Records shown below:
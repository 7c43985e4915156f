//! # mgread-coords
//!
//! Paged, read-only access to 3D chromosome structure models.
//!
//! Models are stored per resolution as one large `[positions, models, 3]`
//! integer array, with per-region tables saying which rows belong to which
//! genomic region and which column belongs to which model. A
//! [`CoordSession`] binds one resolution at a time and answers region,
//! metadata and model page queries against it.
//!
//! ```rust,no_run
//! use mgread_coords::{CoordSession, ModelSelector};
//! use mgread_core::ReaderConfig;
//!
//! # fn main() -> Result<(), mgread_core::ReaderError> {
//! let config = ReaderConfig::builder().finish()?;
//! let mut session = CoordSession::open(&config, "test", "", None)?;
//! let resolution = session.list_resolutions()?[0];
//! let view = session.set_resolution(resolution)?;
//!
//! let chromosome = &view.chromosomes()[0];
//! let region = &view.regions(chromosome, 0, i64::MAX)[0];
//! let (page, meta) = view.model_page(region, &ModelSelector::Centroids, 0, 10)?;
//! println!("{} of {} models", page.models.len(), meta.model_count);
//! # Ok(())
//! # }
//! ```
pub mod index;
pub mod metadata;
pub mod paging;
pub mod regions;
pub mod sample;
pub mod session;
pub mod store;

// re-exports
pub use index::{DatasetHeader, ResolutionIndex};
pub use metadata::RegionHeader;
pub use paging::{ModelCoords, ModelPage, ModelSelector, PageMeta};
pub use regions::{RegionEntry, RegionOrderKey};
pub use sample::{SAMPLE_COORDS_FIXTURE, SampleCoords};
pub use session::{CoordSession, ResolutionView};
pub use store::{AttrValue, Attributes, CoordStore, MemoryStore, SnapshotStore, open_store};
End of Records shown.
Records shown below:
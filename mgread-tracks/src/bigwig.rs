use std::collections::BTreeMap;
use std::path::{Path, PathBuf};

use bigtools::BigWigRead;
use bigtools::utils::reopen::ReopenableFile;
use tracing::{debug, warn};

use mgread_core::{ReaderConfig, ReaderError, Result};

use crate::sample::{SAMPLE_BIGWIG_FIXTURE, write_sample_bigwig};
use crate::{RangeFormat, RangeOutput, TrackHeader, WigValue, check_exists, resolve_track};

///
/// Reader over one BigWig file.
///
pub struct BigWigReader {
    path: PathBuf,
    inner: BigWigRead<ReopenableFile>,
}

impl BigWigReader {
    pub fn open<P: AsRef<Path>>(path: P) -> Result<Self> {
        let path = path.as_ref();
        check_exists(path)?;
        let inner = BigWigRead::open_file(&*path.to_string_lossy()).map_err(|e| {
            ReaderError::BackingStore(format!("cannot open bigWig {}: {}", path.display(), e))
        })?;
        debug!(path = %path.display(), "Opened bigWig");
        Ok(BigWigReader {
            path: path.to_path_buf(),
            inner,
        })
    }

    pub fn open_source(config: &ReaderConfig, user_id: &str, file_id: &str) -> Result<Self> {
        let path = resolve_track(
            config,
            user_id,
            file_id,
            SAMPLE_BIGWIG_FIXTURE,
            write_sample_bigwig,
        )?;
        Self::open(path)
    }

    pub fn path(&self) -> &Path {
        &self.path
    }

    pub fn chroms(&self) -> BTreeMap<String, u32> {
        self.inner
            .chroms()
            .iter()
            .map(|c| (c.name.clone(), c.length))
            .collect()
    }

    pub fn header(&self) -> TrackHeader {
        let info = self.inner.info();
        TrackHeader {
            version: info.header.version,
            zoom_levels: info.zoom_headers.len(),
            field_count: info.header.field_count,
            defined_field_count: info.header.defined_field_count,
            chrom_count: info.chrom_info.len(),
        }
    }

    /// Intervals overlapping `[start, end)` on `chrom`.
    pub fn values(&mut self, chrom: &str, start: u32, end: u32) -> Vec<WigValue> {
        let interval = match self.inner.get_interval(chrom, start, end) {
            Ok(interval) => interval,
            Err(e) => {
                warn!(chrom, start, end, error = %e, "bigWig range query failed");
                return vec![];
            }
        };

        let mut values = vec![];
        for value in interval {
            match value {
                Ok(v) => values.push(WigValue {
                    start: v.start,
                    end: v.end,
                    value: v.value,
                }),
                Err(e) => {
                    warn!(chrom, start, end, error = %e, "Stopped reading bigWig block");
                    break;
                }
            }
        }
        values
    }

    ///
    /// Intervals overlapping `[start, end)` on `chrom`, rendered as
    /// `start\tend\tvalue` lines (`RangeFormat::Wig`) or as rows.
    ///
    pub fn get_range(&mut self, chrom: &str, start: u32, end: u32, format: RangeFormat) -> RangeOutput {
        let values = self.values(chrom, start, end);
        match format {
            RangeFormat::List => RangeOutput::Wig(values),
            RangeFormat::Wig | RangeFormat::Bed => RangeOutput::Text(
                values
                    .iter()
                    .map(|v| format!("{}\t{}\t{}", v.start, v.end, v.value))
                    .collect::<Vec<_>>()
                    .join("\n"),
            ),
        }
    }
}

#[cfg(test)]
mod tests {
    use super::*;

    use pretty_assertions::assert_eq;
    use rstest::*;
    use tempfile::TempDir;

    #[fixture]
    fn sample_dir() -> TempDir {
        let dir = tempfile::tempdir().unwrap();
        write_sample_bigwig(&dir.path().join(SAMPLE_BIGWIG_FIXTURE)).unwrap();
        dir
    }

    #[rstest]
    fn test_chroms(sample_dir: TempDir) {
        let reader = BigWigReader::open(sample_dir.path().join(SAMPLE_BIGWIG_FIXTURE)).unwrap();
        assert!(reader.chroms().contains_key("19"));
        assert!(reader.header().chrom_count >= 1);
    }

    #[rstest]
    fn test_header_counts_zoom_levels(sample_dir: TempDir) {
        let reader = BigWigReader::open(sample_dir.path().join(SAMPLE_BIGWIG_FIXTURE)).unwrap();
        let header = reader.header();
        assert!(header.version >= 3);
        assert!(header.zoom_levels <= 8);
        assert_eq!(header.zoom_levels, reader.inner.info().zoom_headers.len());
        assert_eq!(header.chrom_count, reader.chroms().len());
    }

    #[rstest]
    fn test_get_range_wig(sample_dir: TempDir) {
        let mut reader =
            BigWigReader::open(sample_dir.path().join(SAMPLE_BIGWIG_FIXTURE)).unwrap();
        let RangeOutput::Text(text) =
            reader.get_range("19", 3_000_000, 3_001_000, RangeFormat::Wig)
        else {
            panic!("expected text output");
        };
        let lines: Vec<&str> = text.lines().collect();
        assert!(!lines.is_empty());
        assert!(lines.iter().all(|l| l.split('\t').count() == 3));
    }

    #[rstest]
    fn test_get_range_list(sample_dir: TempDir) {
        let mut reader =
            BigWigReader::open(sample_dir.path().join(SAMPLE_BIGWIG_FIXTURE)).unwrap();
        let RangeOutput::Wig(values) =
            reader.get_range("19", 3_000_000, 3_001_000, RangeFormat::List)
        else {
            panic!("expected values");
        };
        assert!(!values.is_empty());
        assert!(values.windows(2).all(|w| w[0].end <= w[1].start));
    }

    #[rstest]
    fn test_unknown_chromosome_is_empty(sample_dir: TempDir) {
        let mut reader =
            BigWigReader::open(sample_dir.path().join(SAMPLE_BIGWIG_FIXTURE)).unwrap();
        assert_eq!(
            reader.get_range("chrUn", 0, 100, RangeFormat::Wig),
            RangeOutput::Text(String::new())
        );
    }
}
End of Records shown.
● Work request
Find and copy each line above holding "regions".

● The completed task
//! let region = &view.regions(chromosome, 0, i64::MAX)[0];
pub mod regions;
pub use regions::{RegionEntry, RegionOrderKey};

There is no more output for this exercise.